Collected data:
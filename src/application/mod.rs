//! Application layer: the order cycle and its steps.
//!
//! [`session::Session`] drives one cycle through the builder, the summary,
//! payment and finally the [`processor::OrderProcessor`], which prepares
//! each ordered item on its own `tokio` task and waits for them under a
//! single deadline.

pub mod builder;
pub mod payment;
pub mod processor;
mod prompt;
pub mod session;
pub mod summary;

--- Exercise prompt ---
Each entry is to be written out exactly as it was given.

--- Result of the task ---
filename src/application/mod.rs
//! Application layer: the order cycle and its steps.
//!
//! [`session::Session`] drives one cycle through the builder, the summary,
//! payment and finally the [`processor::OrderProcessor`], which prepares
//! each ordered item on its own `tokio` task and waits for them under a
//! single deadline.

pub mod builder;
pub mod payment;
pub mod processor;
mod prompt;
pub mod session;
pub mod summary;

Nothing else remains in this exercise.